C’est le lundi matin, après le week-end chaotique avec Pierre. Jean-Louis est parti à la ferme vérifier les bêtes. La mairie est calme, presque déserte. Je suis dans son bureau, ce sanctuaire de papier et d’ordre municipal. Tailleur strict gris, chemisier blanc boutonné jusqu’au cou, j’ajuste des dossiers sur la grande table en chêne. Mais sous cette façade ambitieuse, mon corps bouillonne. Helmut m’a lancé un regard ce matin au petit-déjeuner. ‘Viens à la mairie plus tard’, a-t-il murmuré. Mon cœur cogne déjà.
La porte grince. Il entre, uniforme impeccable, bottes lustrées claquant sur le parquet. Ses yeux bleus me transpercent. Je verrouille la porte d’un geste sec, le bruit de la clé résonne comme un déclic fatal. ‘Jean-Louis n’est pas là’, dis-je, voix rauque. Il s’approche, son odeur de tabac et de cuir m’envahit. Mes cuisses se serrent. Le risque me galvanise : un conseiller pourrait frapper, ou pire, mon mari revenir. Mais c’est ça qui m’excite. Je suis la femme du maire, active, respectée. Et là, je vais briser tout.

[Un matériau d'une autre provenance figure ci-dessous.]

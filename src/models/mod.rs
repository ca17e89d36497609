//! Data models shared across the crate.
//!
//! This module re-exports all model types used throughout the engine.

pub mod connection;
pub mod query;
pub mod schema;

// Re-export commonly used types
pub use connection::{
    ConnectionConfig, ConnectionInfo, ConnectionSummary, DatabaseType, DialectOptions,
    MySqlOptions, OracleOptions, PoolOptions, PostgresOptions, SqlServerOptions,
};
pub use query::{ColumnMetadata, QueryParam, QueryResult};
pub use schema::{
    ColumnInfo, IndexInfo, IndexType, SchemaInfo, ServerStats, TableInfo, TableStats, TableType,
};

L’Approche : Tension électrique au bureau
Il me plaque contre le bureau. Ses mains puissantes glissent sous ma jupe, remontent mes bas. ‘Salope française’, grogne-t-il. Je halète, déjà mouillée. La fenêtre donne sur la place du village, rideaux fins. N’importe qui pourrait voir nos ombres. Mon tailleur craque légèrement quand il défait les boutons. Seins lourds libérés, tétons durs comme des balles. Il pince, mord. Je gémis, étouffé pour ne pas alerter la salle des mariages en bas.
Ses doigts fouillent ma culotte, trempée. ‘T’es prête pour le boche’, ricane-t-il. Je hoche la tête, avide. Le cadre pro vole en éclats. Dossiers éparpillés, encre qui tache le bois. Il baisse son pantalon, sa bite massive jaillit, veinée, prête à conquérir. Je m’agenouille sur le tapis usé, prends son gland en bouche. Sel, chaleur. Il empoigne mes cheveux roux, baise ma gorge. Glouglous obscènes, salive coule sur mon menton. ‘Suce, pute du maire.’ J’obéis, gorge profonde, yeux larmoyants.
L’Explosion : La baise sans retenue
Il me relève, me plie sur le bureau. Fesses offertes, toison rousse dégoulinante. Il écarte mes lèvres, crache dessus. Puis, d’un coup de reins, il m’empale. ‘Aaaah !’ Mon cri déchire l’air. Sa queue me remplit, cogne le col. Bureau qui tremble, pieds qui raclent le sol. Il pilonne, sauvage. ‘T’es ma salope, Hortense. Dis-le !’ ‘Je suis ta salope, Helmut ! Baise-moi plus fort !’ Coups de boutoir brutaux, mes seins claquent contre le bois, tétons frottés raw. Moiteur partout, sueur qui perle sous la lampe à huile tamisée, vapeurs comme dans un hammam.
Je jouis la première, spasmes violents, chatte qui aspire sa bite. ‘Oh putain !’ Il continue, implacable. Me retourne, jambes sur ses épaules. Plongée totale, il sabre mon ventre. Visages proches, haleine mêlée. ‘Pas dedans cette fois.’ Il sort, me force à genoux. Bite luisante de mes jus. Je presse mes nichons autour, vaseline naturelle de cyprine. Il gémit ‘Mein Gott !’, gicle en jets épais sur mon visage, mes seins. Chaud, collant. Je lèche le reste, gourmande.
Essoufflés. Il se rhabille vite, correct comme toujours. Moi, je m’essuie avec un mouchoir de la mairie, rince à l’eau du broc. Remets mon tailleur, lisse mes cheveux. Miroir du bureau : femme sérieuse, élégante. Pas une trace. Il sort le premier, un clin d’œil. J’ouvre la porte, reprends mon masque. Jean-Louis rentre cinq minutes après. ‘Tout va bien ?’ ‘Parfaitement.’ Dedans, je bande encore des cuisses. Le bureau sent le sexe, mais personne ne saura. Sauf moi, accro au risque.